Por eso no deja de ser ambiguo y paradójicamente bello, el que de vez en cuanto, se nos pierda la memoria, para volver a encontrarla. Debemos pensar que en este ejercicio podremos al fin, saber que somos, saber de qué estamos hechos.

*Publicado originalmente en http://lapipa.co/ el 13 SEP 2018

Ambientes Distópicos: Colabórame

Solemos manifestar nuestras frustraciones buscando elevar nuestra autoestima. Este es un gesto de distracción que ayuda a canalizar el enojo que aparece cuando somos obligados a dejar de lado nuestros caprichos.

He estado pensando recurrentemente en esto, desde que se votó la consulta popular con las famosas 7 preguntas –7 veces sí– que intentaban enviar algún tipo de mensaje a una, cada vez más, confundida clase política que pareciera ya no saber muy bien como ganarse las voluntades de unas personas, que por fin (¿por fin?) estuviéramos despertando de la pesadilla de saber que eso que llamamos con mas fuerza “nuestros impuestos”, se diluyen en lo que conocemos como corrupción.

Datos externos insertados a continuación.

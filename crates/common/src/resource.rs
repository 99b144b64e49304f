//! Synchronization state carried alongside the best-available data.

use crate::Error;

/// Tagged synchronization state.
///
/// Data is always present. An empty collection means nothing is cached yet.
#[derive(Debug, Clone, PartialEq)]
pub enum Resource<T> {
    /// Refresh in progress; data is the last known snapshot.
    Loading(T),
    /// Data is authoritative (freshly fetched or already fresh).
    Success(T),
    /// Refresh failed; data is the last known snapshot.
    Error(T, Error),
}

impl<T> Resource<T> {
    pub fn data(&self) -> &T {
        match self {
            Resource::Loading(data) | Resource::Success(data) | Resource::Error(data, _) => data,
        }
    }

    pub fn into_data(self) -> T {
        match self {
            Resource::Loading(data) | Resource::Success(data) | Resource::Error(data, _) => data,
        }
    }

    pub fn error(&self) -> Option<&Error> {
        match self {
            Resource::Error(_, err) => Some(err),
            _ => None,
        }
    }

    pub fn is_loading(&self) -> bool {
        matches!(self, Resource::Loading(_))
    }

    pub fn is_success(&self) -> bool {
        matches!(self, Resource::Success(_))
    }

    /// Success and Error end a synchronization; Loading does not.
    pub fn is_terminal(&self) -> bool {
        !self.is_loading()
    }

    /// Short status label, used in logs.
    pub fn status(&self) -> &'static str {
        match self {
            Resource::Loading(_) => "loading",
            Resource::Success(_) => "success",
            Resource::Error(..) => "error",
        }
    }

    pub fn map<U, F>(self, f: F) -> Resource<U>
    where
        F: FnOnce(T) -> U,
    {
        match self {
            Resource::Loading(data) => Resource::Loading(f(data)),
            Resource::Success(data) => Resource::Success(f(data)),
            Resource::Error(data, err) => Resource::Error(f(data), err),
        }
    }
}

#[cfg(test)]
mod tests {
    use super::*;

    #[test]
    fn test_data_survives_error() {
        let res = Resource::Error(vec![1, 2], Error::Transport("timeout".into()));
        assert_eq!(res.data(), &vec![1, 2]);
        assert!(res.is_terminal());
        assert_eq!(res.error(), Some(&Error::Transport("timeout".into())));
    }

    #[test]
    fn test_map_keeps_tag() {
        let res = Resource::Loading(vec![1, 2, 3]).map(|v| v.len());
        assert_eq!(res, Resource::Loading(3));
        assert_eq!(res.status(), "loading");
        assert!(!res.is_terminal());
    }
}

Mi pensamiento sobre la corrupción cae en leer todas las semanas las noticias y las opiniones, que repiten hasta la saciedad, que esta malformación comportamental irrumpe sin cesar en todas las esferas de una sociedad; y también en pensar que muchas de las miles de acciones que realizamos día a día, están permeadas por esta manera tan propia de actuación, que nos persigue sin piedad y sobre todo nos recuerda que aunque aparentemos somos incólumes ante esta malformación, estamos a merced de sus vaivenes.

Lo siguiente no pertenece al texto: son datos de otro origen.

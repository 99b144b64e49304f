//! Domain types shared across the workspace.

use chrono::{DateTime, Utc};
use serde::{Deserialize, Deserializer, Serialize};

// ── Cached records ────────────────────────────────────────────────────

/// One day's forecast for one place, as held by the record store.
#[derive(Debug, Clone, PartialEq, Serialize, Deserialize)]
pub struct ForecastRecord {
    pub place: String,
    /// Forecast day, epoch seconds.
    pub date: i64,
    pub average_temperature: f64,
    pub pressure: i64,
    pub humidity: i64,
    #[serde(default)]
    pub description: String,
    /// Write time (epoch seconds), not the forecast date.
    pub fetched_at: i64,
}

impl ForecastRecord {
    /// Forecast day as a UTC timestamp, if `date` is in chrono's range.
    pub fn date_utc(&self) -> Option<DateTime<Utc>> {
        DateTime::from_timestamp(self.date, 0)
    }
}

// ── OpenWeatherMap wire types ─────────────────────────────────────────

/// Success body of `GET /forecast/daily`.
#[derive(Debug, Clone, PartialEq, Deserialize)]
pub struct DailyForecastResponse {
    #[serde(default)]
    pub list: Vec<RawForecastItem>,
}

/// A single day in the daily forecast list.
#[derive(Debug, Clone, PartialEq, Serialize, Deserialize)]
pub struct RawForecastItem {
    pub dt: i64,
    pub temp: DayTemp,
    #[serde(default)]
    pub pressure: i64,
    #[serde(default)]
    pub humidity: i64,
    #[serde(default)]
    pub weather: Vec<WeatherDescription>,
}

#[derive(Debug, Clone, PartialEq, Serialize, Deserialize)]
pub struct DayTemp {
    pub day: f64,
}

#[derive(Debug, Clone, PartialEq, Serialize, Deserialize)]
pub struct WeatherDescription {
    #[serde(default)]
    pub description: String,
}

impl RawForecastItem {
    /// First weather description, or an empty string when there is none.
    pub fn description(&self) -> &str {
        self.weather
            .first()
            .map(|w| w.description.as_str())
            .unwrap_or("")
    }
}

/// Error body returned with non-2xx responses.
///
/// The API sends `cod` as a string on most errors but as a bare number on
/// some (e.g. 401), so both are accepted.
#[derive(Debug, Clone, PartialEq, Deserialize)]
pub struct ApiErrorBody {
    #[serde(deserialize_with = "string_or_number")]
    pub cod: String,
    pub message: String,
}

fn string_or_number<'de, D>(deserializer: D) -> Result<String, D::Error>
where
    D: Deserializer<'de>,
{
    #[derive(Deserialize)]
    #[serde(untagged)]
    enum Code {
        Text(String),
        Int(i64),
    }

    Ok(match Code::deserialize(deserializer)? {
        Code::Text(s) => s,
        Code::Int(n) => n.to_string(),
    })
}
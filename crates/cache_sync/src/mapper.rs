//! Raw API items → cached records.

use common::{ForecastRecord, RawForecastItem};

/// Map one fetched day into a record for `place`, stamped with `fetched_at`.
pub fn map_record(place: &str, item: &RawForecastItem, fetched_at: i64) -> ForecastRecord {
    ForecastRecord {
        place: place.to_string(),
        date: item.dt,
        average_temperature: item.temp.day,
        pressure: item.pressure,
        humidity: item.humidity,
        description: item.description().to_string(),
        fetched_at,
    }
}

pub fn map_records(place: &str, items: &[RawForecastItem], fetched_at: i64) -> Vec<ForecastRecord> {
    items
        .iter()
        .map(|item| map_record(place, item, fetched_at))
        .collect()
}

#[cfg(test)]
mod tests {
    use super::*;
    use common::{DayTemp, WeatherDescription};

    fn item(dt: i64, day: f64, pressure: i64, humidity: i64, weather: &[&str]) -> RawForecastItem {
        RawForecastItem {
            dt,
            temp: DayTemp { day },
            pressure,
            humidity,
            weather: weather
                .iter()
                .map(|d| WeatherDescription {
                    description: d.to_string(),
                })
                .collect(),
        }
    }

    #[test]
    fn test_maps_all_fields() {
        let raw = item(1584896400, 4.95, 1038, 63, &["overcast clouds"]);
        let record = map_record("new york", &raw, 1_700_000_000);

        assert_eq!(record.place, "new york");
        assert_eq!(record.date, 1584896400);
        assert!((record.average_temperature - 4.95).abs() < 1e-9);
        assert_eq!(record.pressure, 1038);
        assert_eq!(record.humidity, 63);
        assert_eq!(record.description, "overcast clouds");
        assert_eq!(record.fetched_at, 1_700_000_000);
    }

    #[test]
    fn test_place_is_copied_verbatim() {
        let raw = item(1588219524, 0.0, 0, 0, &[]);
        for place in ["Saigon", "", "!@)(NN  "] {
            assert_eq!(map_record(place, &raw, 0).place, place);
        }
    }

    #[test]
    fn test_negative_temperature() {
        let raw = item(1588219524, -15.0, 0, 0, &[]);
        assert_eq!(map_record("", &raw, 0).average_temperature, -15.0);

        let raw = item(1588219524, -20012.0, 0, 0, &[]);
        assert_eq!(map_record("", &raw, 0).average_temperature, -20012.0);
    }

    #[test]
    fn test_empty_weather_gives_empty_description() {
        let raw = item(1588219524, 0.0, 0, 0, &[]);
        assert_eq!(map_record("", &raw, 0).description, "");
    }

    #[test]
    fn test_first_weather_entry_wins() {
        let raw = item(1588219524, 0.0, 0, 0, &["light rain", "mist"]);
        assert_eq!(map_record("", &raw, 0).description, "light rain");
    }

    #[test]
    fn test_map_records_keeps_order() {
        let items = vec![item(3, 0.0, 0, 0, &[]), item(1, 0.0, 0, 0, &[])];
        let records = map_records("x", &items, 9);
        assert_eq!(records.iter().map(|r| r.date).collect::<Vec<_>>(), vec![3, 1]);
        assert!(records.iter().all(|r| r.fetched_at == 9));
    }
}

En los últimos días, me he enfrentado con situaciones que me han hecho recordar que, evidentemente, no somos incólumes. En los gestos más mínimos se esconden siempre verdades que permiten reconocer que las actuaciones que aquejan el funcionamiento de un estado, por ejemplo, se forman en el grado de permisividad con el cual aceptamos que las pequeñas normas con las que interactuamos unos a otros, se redirijan a favorecer a alguien. Y esto sucede muy a menudo cuando se usa el tan maltratado verbo colaborar.

No es más que escuchar alguna conjugación de este verbo para intuir que el que lo menciona está buscando algún tipo de favorecimiento específico. En el ambiente burocrático escolar, por el que me muevo últimamente – los envidiosos dirán que estoy formateado en un cuadrado, deformado en un triángulo que siempre vuelve a su forma circular–, es usual recibir visitas y mensajes de todo tipo solicitando mi “colaboración” para que ese asunto que sobrepasa los limites de lo establecido, tenga un trato especial, preferencial, para que pueda seguir su trámite sin ningún atisbo de demora y negación. Y muchas veces, como lo decía al inicio, al expresar las mágicas palabras que ponen en orden los limites establecidos, aparece el enojo que busca ordenar la maltrecha autoestima de quien no recibió la tan anhelada colaboración.

Creo que esta es nuestra costumbre: enojarnos porque no se cumplen nuestros caprichos. Queremos que las normas se cumplan, pero solo para los demás, pues buscamos que ellas se adapten a nuestras emociones y sentimientos. Si hoy amanecimos enfermos, esperamos que las normas se comporten como nuestra enfermedad, y nos esperen hasta que nos sintamos mejor.

No soy el único que piensa que esta malformación comportamental nos afecta como sociedad. Adolfo Zableth también lo hizo en su columna publicada en el periodo El Tiempo el 1 de septiembre de 2018.

Cuando terminé de leerla, recordé un sin número de ejemplos que he conocido, en los cuales se muestran que personas que viven en otras latitudes no suelen tener la costumbre que nosotros tenemos aquí de rogar –y si el ruego no funciona, de  enojarnos– porque encontramos la puerta del salón cerrada al llegar tarde a clase –¡Nos están negando el derecho a la educación!; cuando el plazo para recibir el documento ha vencido –¡Psicorrígido!; o cuando se busca presionar abusando de la jerarquía –Solicito su colaboración.

Creo que ahora, cuando ser corrupto pareciera estar de moda, es urgente atizar más los límites y subirlos, a lo South Park en su capítulo “Subiendo los niveles”, para cumplir con lo que nosotros hemos acordado como normas para nuestra sociedad, pues es ella la que termina tolerando la malformación de sus comportamientos. Sí, no más que eso, cumplir. ¿Es mucha psicorrigidez?